ITC sample preparation

Sample preparation is critical for achieving good ITC data, so below are some guidelines. For more information on ITC and its applications, check out the Malvern website.
ITC is most useful for measuring dissociation constants in the 10-5 to 10-8 M range. For very tight binding (nM), the optimal concentration of macromolecule needed is so low that the heat changes upon binding become too small to measure. Conversely, weak binding (~100uM) requires very high concentrations and heat changes can be obscured by aggregation and non-specific binding.


  • To minimize artifactual heats, the buffer should have a low enthalpy of ionization (e.g. phosphate, citrate, acetate). Refer to: J. Phys. Chem. Ref. Data (2002) 31:2 p.359.
  • Be sure your buffer concentration is high enough to compensate for any pH effects during titrations.
  • Avoid using DTT as it can cause erratic baselines. If you must include a reducing agent, use β-mercaptoethanol (BME) or tris(2-carboxyl)phosphine (TCEP). There are literature reports where people use up to 5mM BME without any problems but lower concentrations (1 mM) are recommended, especially if your heats of binding are small. This is something you'll need to work out for your system.
Typical Volumes:
  • The volume of the macromolecule solution (in the reaction cell) should be ≥2.1 mL per titration. The ligand solution (in the injection syringe) should be ≥0.7 mL per titration. These volumes exceed the capacity of cell/syringe, but are necessary in order to fill them easily.
  • Keep in mind that you may need sample for controls and test runs, so more is better.
  • Other considerations for designing ITC experiments (concentrations, temperature, run parameters, etc.) can be downloaded here as a pdf document.
  • This review in Methods in Cell Biology, Vol. 84 (2008) provides a lot of practical information on planning ITC experiments.
Sample Preparation:
  • Both macromolecule and ligand must be in identical solutions, otherwise large heats of dilution will mask the desired observation. Solvent matching is best achieved by exhaustive dialysis of the macromolecule, using the final dialysis buffer to make up the ligand solution. If both components are macromolecules, they may be dialysed in the same pot.
  • Save some dialysis buffer (>20 mL) for rinsing cells, running baseline controls, diluting samples, etc.
  • Filter out any visible particulates.
  • After the solutions have been prepared, check their pH carefully. If they differ by more than 0.05 pH units, then adjust one of the solutions so they match.
  • Solution concentrations should be determined after final preparation. Accurate determination of binding parameters is only possible if concentrations are known precisely.
  • The accuracy of stoichiometry, association constant and enthalpy (N, Ka and ΔH) determination is directly proportional to the accuracy with which the syringe reactant concentration is determined. This is in contrast to the accuracy of the cell reactant concentration which only affects N.

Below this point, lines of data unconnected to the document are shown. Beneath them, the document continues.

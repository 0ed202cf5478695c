use async_trait::async_trait;
use std::sync::Arc;
use std::time::Duration;
use tokio::sync::Semaphore;
use tokio::time::{Instant, timeout_at};

// Form field the generated query is typed into
pub const QUERY_FIELD: &str = "q";
// Result headings scraped after submit
pub const RESULT_SELECTOR: &str = "h3";
pub const RESULT_LIMIT: usize = 5;

#[derive(Debug, thiserror::Error)]
pub enum SearchError {
    #[error("failed to start browser session: {0}")]
    Launch(String),

    #[error("navigation failed: {0}")]
    Navigation(String),

    #[error("no form field named {0:?}")]
    FieldNotFound(String),

    #[error("browser driver error: {0}")]
    Driver(String),

    #[error("search timed out after {0:?}")]
    Timeout(Duration),

    #[error("browser pool closed")]
    PoolClosed,
}

/// One live browser session. Implementations own an OS-level resource and
/// must release it in `close`.
#[async_trait]
pub trait BrowserSession: Send {
    async fn navigate(&mut self, url: &str) -> Result<(), SearchError>;

    // Type `text` into the field named `field_name` and submit its form
    async fn submit_query(&mut self, field_name: &str, text: &str) -> Result<(), SearchError>;

    // Visible text of the first `limit` matches, in document order
    async fn extract(&mut self, selector: &str, limit: usize) -> Result<Vec<String>, SearchError>;

    async fn close(self: Box<Self>) -> Result<(), SearchError>;
}

#[async_trait]
pub trait BrowserLauncher: Send + Sync {
    async fn launch(&self) -> Result<Box<dyn BrowserSession>, SearchError>;
}

/// Runs a site search in a scoped browser session.
pub struct SearchExecutor {
    launcher: Arc<dyn BrowserLauncher>,
    permits: Semaphore,
    timeout: Duration,
}

impl SearchExecutor {
    pub fn new(launcher: Arc<dyn BrowserLauncher>, max_sessions: usize, timeout: Duration) -> Self {
        Self {
            launcher,
            permits: Semaphore::new(max_sessions),
            timeout,
        }
    }

    pub async fn execute(&self, url: &str, query: &str) -> Result<Vec<String>, SearchError> {
        let _permit = self
            .permits
            .acquire()
            .await
            .map_err(|_| SearchError::PoolClosed)?;

        // one deadline covers session start-up and the in-page steps
        let deadline = Instant::now() + self.timeout;

        let mut session = match timeout_at(deadline, self.launcher.launch()).await {
            Ok(launched) => launched?,
            Err(_) => return Err(SearchError::Timeout(self.timeout)),
        };

        let steps = run_search(session.as_mut(), url, query);
        let outcome = match timeout_at(deadline, steps).await {
            Ok(result) => result,
            Err(_) => Err(SearchError::Timeout(self.timeout)),
        };

        // the session is released on every path, a close failure never hides the outcome
        if let Err(e) = session.close().await {
            tracing::warn!(error = %e, "failed to close browser session");
        }

        outcome
    }
}

async fn run_search(
    session: &mut dyn BrowserSession,
    url: &str,
    query: &str,
) -> Result<Vec<String>, SearchError> {
    session.navigate(url).await?;
    tracing::debug!(%url, "navigated");
    session.submit_query(QUERY_FIELD, query).await?;
    let results = session.extract(RESULT_SELECTOR, RESULT_LIMIT).await?;
    tracing::debug!(count = results.len(), "extracted results");
    Ok(results)
}

#[cfg(test)]
pub(crate) mod fake {
    use super::*;
    use std::sync::Mutex;
    use std::sync::atomic::{AtomicUsize, Ordering};

    // Scripted page served by the fake browser
    #[derive(Clone, Default)]
    pub struct FakePage {
        pub has_query_field: bool,
        pub headings: Vec<String>,
        pub fail_navigation: bool,
        pub hang: bool,
    }

    #[derive(Default)]
    pub struct FakeBrowser {
        pub page: FakePage,
        pub fail_launch: bool,
        pub launched: AtomicUsize,
        pub closed: AtomicUsize,
        pub submitted: Mutex<Vec<(String, String)>>,
    }

    impl FakeBrowser {
        pub fn with_page(page: FakePage) -> Arc<Self> {
            Arc::new(Self {
                page,
                ..Default::default()
            })
        }

        pub fn launched(&self) -> usize {
            self.launched.load(Ordering::SeqCst)
        }

        pub fn closed(&self) -> usize {
            self.closed.load(Ordering::SeqCst)
        }
    }

    pub struct FakeSession {
        browser: Arc<FakeBrowser>,
        navigated: bool,
    }

    #[async_trait]
    impl BrowserLauncher for Arc<FakeBrowser> {
        async fn launch(&self) -> Result<Box<dyn BrowserSession>, SearchError> {
            if self.fail_launch {
                return Err(SearchError::Launch("chromedriver not reachable".into()));
            }
            self.launched.fetch_add(1, Ordering::SeqCst);
            Ok(Box::new(FakeSession {
                browser: Arc::clone(self),
                navigated: false,
            }))
        }
    }

    #[async_trait]
    impl BrowserSession for FakeSession {
        async fn navigate(&mut self, url: &str) -> Result<(), SearchError> {
            if self.browser.page.fail_navigation {
                return Err(SearchError::Navigation(format!("net::ERR_NAME_NOT_RESOLVED at {url}")));
            }
            self.navigated = true;
            Ok(())
        }

        async fn submit_query(&mut self, field_name: &str, text: &str) -> Result<(), SearchError> {
            assert!(self.navigated, "submit before navigate");
            if self.browser.page.hang {
                std::future::pending::<()>().await;
            }
            if !self.browser.page.has_query_field {
                return Err(SearchError::FieldNotFound(field_name.to_string()));
            }
            self.browser
                .submitted
                .lock()
                .unwrap()
                .push((field_name.to_string(), text.to_string()));
            Ok(())
        }

        async fn extract(&mut self, _selector: &str, limit: usize) -> Result<Vec<String>, SearchError> {
            Ok(self.browser.page.headings.iter().take(limit).cloned().collect())
        }

        async fn close(self: Box<Self>) -> Result<(), SearchError> {
            self.browser.closed.fetch_add(1, Ordering::SeqCst);
            Ok(())
        }
    }

    pub fn headings(n: usize) -> Vec<String> {
        (1..=n).map(|i| format!("Result {i}")).collect()
    }
}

  • If you are working with synthetic peptides or oligonucleotides, be sure they are desalted prior to suspension in ITC buffer. Residual chemicals from synthesis (e.g. TFA and salts) will cause a buffer mismatch and high heats of dilution.
  • If you use DMSO to solubilize a ligand, you will need to add DMSO to the macromolecule solution to match the concentration in the ligand solution. Many proteins are stable in the short term in up to 2-5% DMSO. Add the DMSO to the protein solution immediately prior to running the ITC experiment.